A Global Discovery of Antimicrobial Peptides in Deep-Sea Microbiomes Driven by an ESM-2 and Transformer-based Dual-Engine Framework

The escalating global threat of multidrug-resistant pathogens underscores the urgent demand for innovative strategies in antimicrobial peptide (AMP) discovery. Notably, deep-sea-related data resources remain underexplored, despite their potential as valuable sources of novel AMPs. Current AMP prediction methods, however, are limited by dataset biases such as sequence length imbalance between AMPs and non-AMPs, N-terminal methionine artifacts in non-AMPs, and microbial origin specificity. To overcome these constraints, we developed a dual-engine predictor named XAMP, which integrates two complementary architectures: XAMP-E, built on ESM-2 for high-accuracy feature representation, and XAMP-T, built on one-layer Transformer for accelerating large-scale screening. This dual-engine design ensures both robust feature learning and enhanced generalization capability.

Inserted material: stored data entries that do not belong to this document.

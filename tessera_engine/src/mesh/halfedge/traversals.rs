// Copyright (C) 2023 setzer22 and contributors
//
// This Source Code Form is subject to the terms of the Mozilla Public
// License, v. 2.0. If a copy of the MPL was not distributed with this
// file, You can obtain one at https://mozilla.org/MPL/2.0/.

use super::*;

pub trait Location {}

impl Location for VertexId {}
impl Location for EdgeId {}
impl Location for FaceId {}
impl Location for HalfEdgeId {}
impl Location for bool {}

/// A missing pointer discovered mid-traversal. Operators treat these as a
/// corrupted neighborhood and decline rather than commit a partial change.
#[derive(Copy, Clone, Debug)]
pub enum TraversalError {
    VertexHasNoHalfedge(VertexId),
    EdgeHasNoHalfedge(EdgeId),
    FaceHasNoHalfedge(FaceId),
    HalfEdgeHasNoNext(HalfEdgeId),
    HalfEdgeHasNoPrev(HalfEdgeId),
    HalfEdgeHasNoTwin(HalfEdgeId),
    HalfEdgeHasNoVertex(HalfEdgeId),
    HalfEdgeHasNoEdge(HalfEdgeId),
    HalfEdgeHasNoFace(HalfEdgeId),
    HalfedgeBadLoop(HalfEdgeId),
}
impl std::fmt::Display for TraversalError {
    fn fmt(&self, f: &mut std::fmt::Formatter<'_>) -> std::fmt::Result {
        f.write_fmt(format_args!("{self:?}"))
    }
}
impl std::error::Error for TraversalError {}

#[derive(Clone, Copy)]
pub struct ValidTraversal<'a, L>
where
    L: Location,
{
    inner: &'a MeshConnectivity,
    location: L,
}

pub type Traversal<'a, L> = Result<ValidTraversal<'a, L>, TraversalError>;

/* ===================== */
/* Traversal on vertices */
/* ===================== */

pub trait VertexTraversal<'a> {
    fn halfedge(&'a self) -> Traversal<'a, HalfEdgeId>;
}

impl<'a> VertexTraversal<'a> for Traversal<'a, VertexId> {
    fn halfedge(&'a self) -> Traversal<'a, HalfEdgeId> {
        self.and_then(|valid| {
            Ok(ValidTraversal {
                inner: valid.inner,
                location: valid.inner[valid.location]
                    .halfedge
                    .ok_or(TraversalError::VertexHasNoHalfedge(valid.location))?,
            })
        })
    }
}

/* ================== */
/* Traversal on edges */
/* ================== */

pub trait EdgeTraversal<'a> {
    /// Hops to the edge's representative halfedge.
    fn halfedge(&'a self) -> Traversal<'a, HalfEdgeId>;
}

impl<'a> EdgeTraversal<'a> for Traversal<'a, EdgeId> {
    fn halfedge(&'a self) -> Traversal<'a, HalfEdgeId> {
        self.and_then(|valid| {
            Ok(ValidTraversal {
                inner: valid.inner,
                location: valid.inner[valid.location]
                    .halfedge
                    .ok_or(TraversalError::EdgeHasNoHalfedge(valid.location))?,
            })
        })
    }
}

/* ================== */
/* Traversal on faces */
/* ================== */

pub trait FaceTraversal<'a> {
    fn halfedge(&'a self) -> Traversal<'a, HalfEdgeId>;
}
impl<'a> FaceTraversal<'a> for Traversal<'a, FaceId> {
    fn halfedge(&'a self) -> Traversal<'a, HalfEdgeId> {
        self.and_then(|valid| {
            Ok(ValidTraversal {
                inner: valid.inner,
                location: valid.inner[valid.location]
                    .halfedge
                    .ok_or(TraversalError::FaceHasNoHalfedge(valid.location))?,
            })
        })
    }
}

/* ====================== */
/* Traversal on halfedges */
/* ====================== */

pub trait HalfEdgeTraversal<'a> {
    fn twin(&'a self) -> Traversal<'a, HalfEdgeId>;
    fn next(&'a self) -> Traversal<'a, HalfEdgeId>;
    fn prev(&'a self) -> Traversal<'a, HalfEdgeId>;
    fn face(&'a self) -> Traversal<'a, FaceId>;
    fn edge(&'a self) -> Traversal<'a, EdgeId>;
    fn vertex(&'a self) -> Traversal<'a, VertexId>;
    fn face_or_boundary(&'a self) -> Result<Option<FaceId>, TraversalError>;
}

impl<'a> HalfEdgeTraversal<'a> for Traversal<'a, HalfEdgeId> {
    fn twin(&'a self) -> Traversal<'a, HalfEdgeId> {
        self.and_then(|valid| {
            Ok(ValidTraversal {
                inner: valid.inner,
                location: valid.inner[valid.location]
                    .twin
                    .ok_or(TraversalError::HalfEdgeHasNoTwin(valid.location))?,
            })
        })
    }

    fn next(&'a self) -> Traversal<'a, HalfEdgeId> {
        self.and_then(|valid| {
            Ok(ValidTraversal {
                inner: valid.inner,
                location: valid.inner[valid.location]
                    .next
                    .ok_or(TraversalError::HalfEdgeHasNoNext(valid.location))?,
            })
        })
    }

    fn prev(&'a self) -> Traversal<'a, HalfEdgeId> {
        self.and_then(|valid| {
            Ok(ValidTraversal {
                inner: valid.inner,
                location: valid.inner[valid.location]
                    .prev
                    .ok_or(TraversalError::HalfEdgeHasNoPrev(valid.location))?,
            })
        })
    }

    fn face(&'a self) -> Traversal<'a, FaceId> {
        self.and_then(|valid| {
            Ok(ValidTraversal {
                inner: valid.inner,
                location: valid.inner[valid.location]
                    .face
                    .ok_or(TraversalError::HalfEdgeHasNoFace(valid.location))?,
            })
        })
    }

    fn edge(&'a self) -> Traversal<'a, EdgeId> {
        self.and_then(|valid| {
            Ok(ValidTraversal {
                inner: valid.inner,
                location: valid.inner[valid.location]
                    .edge
                    .ok_or(TraversalError::HalfEdgeHasNoEdge(valid.location))?,
            })
        })
    }

    fn vertex(&'a self) -> Traversal<'a, VertexId> {
        self.and_then(|valid| {
            Ok(ValidTraversal {
                inner: valid.inner,
                location: valid.inner[valid.location]
                    .vertex
                    .ok_or(TraversalError::HalfEdgeHasNoVertex(valid.location))?,
            })
        })
    }

    fn face_or_boundary(&'a self) -> Result<Option<FaceId>, TraversalError> {
        self.map(|valid| valid.inner[valid.location].face)
    }
}

/* =================== */
/*  Generic traversal  */
/* =================== */

pub trait AnyTraversal<'a, L> {
    fn end(&'a self) -> L;
    fn try_end(&'a self) -> Result<L, TraversalError>;
}
impl<'a, L> AnyTraversal<'a, L> for Traversal<'a, L>
where
    L: Location + Copy,
{
    fn end(&'a self) -> L {
        self.map(|valid| valid.location)
            .unwrap_or_else(|err| panic!("Error during traversal: {err:?}"))
    }

    fn try_end(&'a self) -> Result<L, TraversalError> {
        self.map(|valid| valid.location)
    }
}

/* ============ */
/*  Initiators  */
/* ============ */

impl MeshConnectivity {
    pub fn at_halfedge(&self, halfedge_id: HalfEdgeId) -> Traversal<'_, HalfEdgeId> {
        Ok(ValidTraversal {
            inner: self,
            location: halfedge_id,
        })
    }

    pub fn at_edge(&self, edge_id: EdgeId) -> Traversal<'_, EdgeId> {
        Ok(ValidTraversal {
            inner: self,
            location: edge_id,
        })
    }

    pub fn at_face(&self, face_id: FaceId) -> Traversal<'_, FaceId> {
        Ok(ValidTraversal {
            inner: self,
            location: face_id,
        })
    }

    pub fn at_vertex(&self, vertex_id: VertexId) -> Traversal<'_, VertexId> {
        Ok(ValidTraversal {
            inner: self,
            location: vertex_id,
        })
    }
}

/* ============== */
/*  Face Helpers  */
/* ============== */

pub trait FaceTraversalHelpers<'a> {
    fn halfedges(&'a self) -> Result<SVec<HalfEdgeId>, TraversalError>;
    fn vertices(&'a self) -> Result<SVec<VertexId>, TraversalError>;
}

impl<'a> FaceTraversalHelpers<'a> for Traversal<'a, FaceId> {
    fn halfedges(&'a self) -> Result<SVec<HalfEdgeId>, TraversalError> {
        self.and_then(|valid| {
            let mut halfedges = SVec::new();
            let h0 = self.halfedge().try_end()?;
            let mut h = h0;
            let mut counter = 0;
            loop {
                if counter > MAX_LOOP_ITERATIONS {
                    return Err(TraversalError::HalfedgeBadLoop(h0));
                }
                counter += 1;
                halfedges.push(h);
                h = valid.inner.at_halfedge(h).next().try_end()?;
                if h == h0 {
                    break;
                }
            }
            Ok(halfedges)
        })
    }

    fn vertices(&'a self) -> Result<SVec<VertexId>, TraversalError> {
        self.and_then(|valid| {
            self.halfedges()?
                .iter()
                .map(|h| valid.inner.at_halfedge(*h).vertex().try_end())
                .collect::<Result<SVec<_>, TraversalError>>()
        })
    }
}

/* ================== */
/*  Halfedge Helpers  */
/* ================== */

pub trait HalfedgeTraversalHelpers<'a> {
    fn src_vertex(&'a self) -> Traversal<VertexId>;
    fn dst_vertex(&'a self) -> Traversal<VertexId>;
    fn src_dst_pair(&'a self) -> Result<(VertexId, VertexId), TraversalError>;
    fn is_boundary(&'a self) -> Result<bool, TraversalError>;
}
impl<'a> HalfedgeTraversalHelpers<'a> for Traversal<'a, HalfEdgeId> {
    /// The source vertex is the target of the previous halfedge in the loop.
    fn src_vertex(&'a self) -> Traversal<VertexId> {
        self.and_then(|valid| {
            Ok(ValidTraversal {
                inner: valid.inner,
                location: self.prev().vertex().try_end()?,
            })
        })
    }

    fn dst_vertex(&'a self) -> Traversal<VertexId> {
        self.vertex()
    }

    fn src_dst_pair(&'a self) -> Result<(VertexId, VertexId), TraversalError> {
        Ok((self.src_vertex().try_end()?, self.dst_vertex().try_end()?))
    }

    /// Whether the halfedge's parent edge bounds exactly one face.
    fn is_boundary(&'a self) -> Result<bool, TraversalError> {
        self.and_then(|valid| {
            let e = self.edge().try_end()?;
            Ok(valid.inner[e].kind() == EdgeKind::Boundary)
        })
    }
}

#[cfg(test)]
mod test {
    use super::*;
    use crate::mesh::halfedge::test::{single_triangle, two_triangle_quad};

    #[test]
    fn src_dst_pairs_chain_around_the_face() {
        let mesh = single_triangle();
        let (f, _) = mesh.iter_faces().next().unwrap();
        let hs = mesh.face_halfedges(f);
        for (&h, &h_next) in hs.iter().circular_tuple_windows() {
            let (_, dst) = mesh.at_halfedge(h).src_dst_pair().unwrap();
            let (src_next, _) = mesh.at_halfedge(h_next).src_dst_pair().unwrap();
            assert_eq!(dst, src_next);
        }
    }

    #[test]
    fn missing_twin_is_an_error_not_a_panic() {
        let mesh = single_triangle();
        let (h, _) = mesh.iter_halfedges().next().unwrap();
        assert!(mesh.at_halfedge(h).twin().try_end().is_err());
    }

    #[test]
    fn diagonal_crossing_reaches_the_other_face() {
        let mesh = two_triangle_quad();
        let diagonal = mesh
            .iter_edges()
            .find(|(_, e)| e.kind() == EdgeKind::Manifold)
            .map(|(id, _)| id)
            .unwrap();
        let h = mesh.at_edge(diagonal).halfedge().end();
        let f0 = mesh.at_halfedge(h).face().end();
        let f1 = mesh.at_halfedge(h).twin().face().end();
        assert_ne!(f0, f1);
    }
}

By constructing length-balanced datasets, removing N-terminal methionine from non-AMPs, and training microbial-specific variants, XAMP achieved a median area under the receiver-operating characteristic curve (AUC) of 0.972, representing an approximately 10% improvement over state-of-the-art predictors. Using an integrated AMP mining pipeline incorporating these models, we screened large-scale deep-sea metagenomic data and identified 2,355 promising AMP candidates. This study establishes a robust deep-learning framework that facilitates targeted discovery of bioactive peptides from extremophile microbiomes through systematic multi-omics validation.